Many OECD countries have taken measures "to make their systems more affordable in the long term," such as increasing the retirement age in line with increased life expectancy or decreasing future pension indexation. to reverse the entitlement system.  By starting personal investment accounts at birth, transitioning the rest of us into them, making them heritable and means-testing all programs, you fuel economic growth (via investment and vesting everyone in deregulation), reduce overall costs and virtually end wealth transfers to seniors.


The Uncounted Trillions in the Inequality Debate (MARTIN FELDSTEIN, Dec. 13, 2015, WSJ)

Wealth is the ability to spend more than one's income. After a retirement or job loss, a household with financial wealth can maintain its standard of living. Wealth also allows people to make bequests and gifts to help children or grandchildren at early stages in their lives.

Most Americans count on Social Security to finance their consumption in retirement. The Social Security trustees estimate that Social Security "wealth"--the present actuarial value of the future benefits that current workers and retirees are projected to receive--is $59 trillion. Excluding the top 10% of households reduces the amount to about $50 trillion.

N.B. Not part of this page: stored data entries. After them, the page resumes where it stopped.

//! End-to-end rendering tests.
//!
//! Tests require fixture files from `tests/fixtures/generate_fixtures.sh`.

use std::path::Path;

use videosheet::{Settings, VideoFile, sheet};

fn sample_video_path() -> &'static str {
    "tests/fixtures/sample_video.mp4"
}

fn sample_vertical_path() -> &'static str {
    "tests/fixtures/sample_vertical.mp4"
}

fn fixture_settings() -> Settings {
    // The fixtures are 30 seconds long; the default 10-second skip leaves
    // plenty of material for a 4x3 grid.
    Settings::default()
}

#[test]
fn probe_reports_fixture_facts() {
    let path = sample_video_path();
    if !Path::new(path).exists() {
        return;
    }

    let video = VideoFile::open(path).expect("open");
    let metadata = video.metadata();

    assert_eq!(metadata.width, 640);
    assert_eq!(metadata.height, 360);
    assert!((metadata.duration_seconds - 30.0).abs() < 1.0);
    assert!(metadata.frame_rate > 24.0 && metadata.frame_rate < 26.0);
    assert_eq!(metadata.codec, "h264");
    assert!(metadata.audio.is_some());
}

#[test]
fn decoded_frames_match_stream_dimensions() {
    let path = sample_video_path();
    if !Path::new(path).exists() {
        return;
    }

    let mut video = VideoFile::open(path).expect("open");
    let frame = video.frame_at(15.0).expect("frame");
    assert_eq!(frame.dimensions(), (640, 360));
}

#[test]
fn rendered_sheet_has_computed_dimensions() {
    let path = sample_video_path();
    if !Path::new(path).exists() {
        return;
    }

    let settings = fixture_settings();
    let sheet = sheet::render_contact_sheet(Path::new(path), &settings).expect("render");

    // 800px request, 4 columns, 2px spacing: cells are 197px wide and the
    // canvas re-derives to 798px. Height is header plus three rows of
    // 197 * 360/640 = 111px cells.
    assert_eq!(sheet.width(), 798);
    assert!(sheet.height() > 3 * 111);
}

#[test]
fn written_sheet_is_a_readable_jpeg() {
    let path = sample_video_path();
    if !Path::new(path).exists() {
        return;
    }

    let dir = tempfile::tempdir().expect("tempdir");
    let output = dir.path().join("sample_video.mp4.jpg");

    let settings = fixture_settings();
    sheet::write_contact_sheet(Path::new(path), &output, &settings).expect("write");

    let reloaded = image::open(&output).expect("reload").to_rgb8();
    assert_eq!(reloaded.width(), 798);
}

#[test]
fn vertical_video_uses_vertical_grid() {
    let path = sample_vertical_path();
    if !Path::new(path).exists() {
        return;
    }

    let mut wide = fixture_settings();
    wide.vertical_columns = Some(6);
    wide.vertical_rows = Some(2);

    let mut narrow = fixture_settings();
    narrow.vertical_columns = Some(2);
    narrow.vertical_rows = Some(6);

    let sheet_wide =
        sheet::render_contact_sheet(Path::new(path), &wide).expect("render wide grid");
    let sheet_narrow =
        sheet::render_contact_sheet(Path::new(path), &narrow).expect("render narrow grid");

    // Same target width; more rows of tall portrait cells makes a taller sheet.
    assert!(sheet_narrow.height() > sheet_wide.height());
}

#[test]
fn too_short_video_is_rejected() {
    let path = sample_video_path();
    if !Path::new(path).exists() {
        return;
    }

    let mut settings = fixture_settings();
    settings.skip_seconds = 300.0;

    let result = sheet::render_contact_sheet(Path::new(path), &settings);
    assert!(matches!(
        result,
        Err(videosheet::SheetError::TooShort { .. })
    ));
}

#[test]
fn header_can_be_disabled() {
    let path = sample_video_path();
    if !Path::new(path).exists() {
        return;
    }

    let with_header = fixture_settings();
    let mut without_header = fixture_settings();
    without_header.header_enabled = false;

    let tall = sheet::render_contact_sheet(Path::new(path), &with_header).expect("render");
    let short = sheet::render_contact_sheet(Path::new(path), &without_header).expect("render");

    assert!(tall.height() > short.height());
    assert_eq!(tall.width(), short.width());
}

However, to qualify for those benefits, current workers must pay future payroll taxes with a present actuarial value of about $25 trillion. So you have to subtract these taxes from the $50 trillion, leaving a net Social Security "wealth" of $25 trillion for the bottom 90% of households. Adding this to the $20 trillion of their conventionally measured net worth, and these households have total wealth of $45 trillion.

Yet this figure leaves out the very large transfers that retirees receive from Medicare and Medicaid. [...]

So what is the grand total? Add the $50 trillion for Medicare and Medicaid wealth to the $25 trillion for net Social Security wealth and the $20 trillion in conventionally measured net worth, and the lower 90% of households have more than $95 trillion that should be reckoned as wealth. This is substantially more than the $60 trillion in conventional net worth of the top 10%. And this $95 trillion doesn't count the value of unemployment benefits, veterans benefits, and other government programs that substitute for conventional financial wealth.

Critics of inequality fail to recognize this wealth and that it represents a poor return. Individuals pay high payroll taxes--directly and through foregone wages--to finance the current system of pay-as-you-go retiree benefits. By my calculations, the implicit real rate of return on those payroll taxes will be less than 3%. That is substantially less than the 5.5% real return earned historically by contributions over a working life to an individual IRA or 401(k) plan invested in a balanced combination of stocks and high-quality bonds.

A wise approach would be to slim down today's Social Security pay-as-you-go system and supplement it with universal investment-based personal retirement accounts. This would reduce the tax burden on workers and raise the national savings rate, thus increasing the rate of economic growth and the future levels of real wages. Those individual accounts would also provide funds that could be bequeathed to the next generation or transferred for special purposes like education.